## WHAT TO WORK ON
When you reach the line containing "write nor the" in the entries below, begin reproducing lines exactly, and stop once the line containing "const DEFAULT_CONNECT_TIMEOUT: Duration" is done.
::::::::::
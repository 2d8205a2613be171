//! Cache configuration
//!
//! Plain structs with sensible defaults. All of them deserialize with
//! `#[serde(default)]`, so a host application can embed them in its own
//! settings file and only spell out what differs. Durations are whole seconds.

use std::time::Duration;

use serde::Deserialize;

/// Fallback TTL used by every backend when neither the write nor the
/// configuration names one.
pub const DEFAULT_TTL: Duration = Duration::from_secs(300);

const DEFAULT_MAX_CAPACITY: u64 = 50_000;
const DEFAULT_TAG_COMPACTION_THRESHOLD: usize = 10_000;
const DEFAULT_REDIS_URL: &str = "redis://127.0.0.1:6379";
const DEFAULT_PREFIX: &str = "tagcache";
const DEFAULT_CONNECT_TIMEOUT: Duration = Duration::from_secs(5);
const DEFAULT_NO_CACHE_PARAM: &str = "no-cache";

/// Configuration for the in-process backend
#[derive(Debug, Clone, Deserialize)]
#[serde(default)]
pub struct MemoryConfig {
    /// Maximum number of entries kept before LRU eviction kicks in
    pub max_capacity: u64,
    /// TTL applied to writes that don't carry their own
    #[serde(with = "duration_secs")]
    pub ttl: Duration,
    /// Number of tagged writes between two tag index compactions (0 disables)
    pub tag_compaction_threshold: usize,
}

impl Default for MemoryConfig {
    fn default() -> Self {
        Self {
            max_capacity: DEFAULT_MAX_CAPACITY,
            ttl: DEFAULT_TTL,
            tag_compaction_threshold: DEFAULT_TAG_COMPACTION_THRESHOLD,
        }
    }
}

impl MemoryConfig {
    pub fn with_max_capacity(mut self, max_capacity: u64) -> Self {
        self.max_capacity = max_capacity;
        self
    }

    pub fn with_ttl(mut self, ttl: Duration) -> Self {
        self.ttl = ttl;
        self
    }

    pub fn with_tag_compaction_threshold(mut self, threshold: usize) -> Self {
        self.tag_compaction_threshold = threshold;
        self
    }
}

/// How [`crate::RedisBackend::reset`] enumerates and removes keys.
#[derive(Debug, Clone, Copy, Default, PartialEq, Eq, Deserialize)]
#[serde(rename_all = "snake_case")]
pub enum ResetStrategy {
    /// A Lua script scans and unlinks on the server in one call.
    #[default]
    ServerScript,
    /// Client-driven `SCAN` pages followed by batched `UNLINK`s, for stores
    /// without scripting. Keys written while the scan runs may survive it.
    ClientScan,
}

/// Configuration for the Redis backend
#[derive(Debug, Clone, Deserialize)]
#[serde(default)]
pub struct RedisConfig {
    /// Connection URL, including credentials and database if needed
    pub url: String,
    /// Namespace every physical key lives under (must not be empty)
    pub prefix: String,
    /// Deployment identifier nested under the prefix
    pub app_version: Option<String>,
    /// TTL applied to writes that don't carry their own
    #[serde(with = "duration_secs")]
    pub ttl: Duration,
    /// Upper bound for establishing the first connection
    #[serde(with = "duration_secs")]
    pub connect_timeout: Duration,
    pub reset_strategy: ResetStrategy,
}

impl Default for RedisConfig {
    fn default() -> Self {
        Self {
            url: DEFAULT_REDIS_URL.to_owned(),
            prefix: DEFAULT_PREFIX.to_owned(),
            app_version: None,
            ttl: DEFAULT_TTL,
            connect_timeout: DEFAULT_CONNECT_TIMEOUT,
            reset_strategy: ResetStrategy::default(),
        }
    }
}

impl RedisConfig {
    pub fn with_url(mut self, url: impl Into<String>) -> Self {
        self.url = url.into();
        self
    }

    pub fn with_prefix(mut self, prefix: impl Into<String>) -> Self {
        self.prefix = prefix.into();
        self
    }

    pub fn with_app_version(mut self, app_version: impl Into<String>) -> Self {
        self.app_version = Some(app_version.into());
        self
    }

    pub fn with_ttl(mut self, ttl: Duration) -> Self {
        self.ttl = ttl;
        self
    }

    pub fn with_connect_timeout(mut self, timeout: Duration) -> Self {
        self.connect_timeout = timeout;
        self
    }

    pub fn with_reset_strategy(mut self, strategy: ResetStrategy) -> Self {
        self.reset_strategy = strategy;
        self
    }
}

/// Defaults applied by [`crate::CacheManager`] to the handles it produces
#[derive(Debug, Clone, Deserialize)]
#[serde(default)]
pub struct ManagerConfig {
    /// Handle TTL; `None` defers to the backend's own default
    #[serde(with = "duration_secs_opt")]
    pub ttl: Option<Duration>,
    /// Query parameter that forces a refresh of the cached response
    pub no_cache_param: String,
    /// Request headers whose values take part in the cache key
    pub vary_headers: Vec<String>,
}

impl Default for ManagerConfig {
    fn default() -> Self {
        Self {
            ttl: None,
            no_cache_param: DEFAULT_NO_CACHE_PARAM.to_owned(),
            vary_headers: Vec::new(),
        }
    }
}

mod duration_secs {
    use serde::{Deserialize, Deserializer};
    use std::time::Duration;

    pub fn deserialize<'de, D>(deserializer: D) -> Result<Duration, D::Error>
    where
        D: Deserializer<'de>,
    {
        u64::deserialize(deserializer).map(Duration::from_secs)
    }
}

mod duration_secs_opt {
    use serde::{Deserialize, Deserializer};
    use std::time::Duration;

    pub fn deserialize<'de, D>(deserializer: D) -> Result<Option<Duration>, D::Error>
    where
        D: Deserializer<'de>,
    {
        let secs: Option<u64> = Option::deserialize(deserializer)?;
        Ok(secs.map(Duration::from_secs))
    }
}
::::::::::
## RESPONSE TO THIS TASK
/// Fallback TTL used by every backend when neither the write nor the
/// configuration names one.
pub const DEFAULT_TTL: Duration = Duration::from_secs(300);

const DEFAULT_MAX_CAPACITY: u64 = 50_000;
const DEFAULT_TAG_COMPACTION_THRESHOLD: usize = 10_000;
const DEFAULT_REDIS_URL: &str = "redis://127.0.0.1:6379";
const DEFAULT_PREFIX: &str = "tagcache";
const DEFAULT_CONNECT_TIMEOUT: Duration = Duration::from_secs(5);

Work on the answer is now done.